Best times: Bulls set NBA record with 72-win season

Relive great plays and moments from the historic 72-10 Chicago Bulls 1995-96 season.

The best moments : 40s and 50s | 1960s | 1970s | 1980s | 90s | 2000s | 2010s

NBA.com looks back on the great moments that define the history of the NBA.


The honor of being recognized as “the greatest team in NBA history” is a subject that fans can debate endlessly, but Chicago Bulls supporters of 1995-96 might refer to an objective yardstick for defend their cause.

The Bulls’ 72-10 record and 0.878 winning percentage in the 1995-96 regular season was the best in NBA history and is one of the team’s greatest achievements in all. the sports. The Bulls eclipsed the scores set by the Los Angeles Lakers from 1971-72, which went 69-13 for a .841 percentage. The 2015-16 Golden State Warriors were the first team to break the 72-win mark when they finished 73-9 in 2015-16.

The Bulls won 18 straight games in the 1995-96 season and, on February 2, their record stood at 41-3. They became the first team in NBA history to win 70 games with an 86-80 victory in Milwaukee on April 16 and ended the season with a No.72 victory with a 103-93 decision over Washington on April 21. .

The Bulls finished 39-2 at United Center and 33-8 on the road, their highest 33 road wins of all time. They continued to roll the opposition into the playoffs. They have lost just one game in series wins over Miami, New York and Orlando, setting up a playoff game with Seattle.

Michael Jordan was back in the NBA Finals. After an eighteen-month layoff from basketball, a brief dip in a professional baseball career, and a comeback just before the 1995 NBA Finals, he wasted no time in putting Chicago in the position of win a fourth championship. Chicago won the first three games, before Seattle rallied to send the series back to United Center for Game 6.

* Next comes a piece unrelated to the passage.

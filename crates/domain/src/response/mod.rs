//! HTTP Response domain types

mod spec;

pub use spec::{ResponseSpec, StatusCode};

Back home, Jordan gave Chicago fans what they had come to see. He responded to the decisive 87-75 victory by falling onto the pitch as tears flowed. He then rushed into the Bulls’ locker room, where he allowed more of the emotion he had kept bottled inside to flow out as his teammates celebrated.

Although he returned to the top of the NBA with 30.4 goals per game and was named NBA MVP for the fourth time, it was by leading his team to the title that he proved himself. that he could come back to the end. Coincidentally, the Bulls won the title on Father’s Day, an important day for a man who lost his father, James Jordan, before suddenly retiring from basketball in 1994.

“I was fortunate to be able to get the ball from the championship game and bring a championship back to Chicago,” Jordan said later. “It happened on Father’s Day, which makes it even more special. There is no way to really describe it.

By the time Jordan joined the Bulls celebration, the entire squad were perched atop the goalscoring table, sharing their moment with fans at United Center. They then climbed to a podium in front of the table, where commissioner David Stern presented team owner Jerry Reinsdorf with his fourth championship trophy in six years. And somewhere down the line Jordan got the trophy and gave it a hug. His trophy.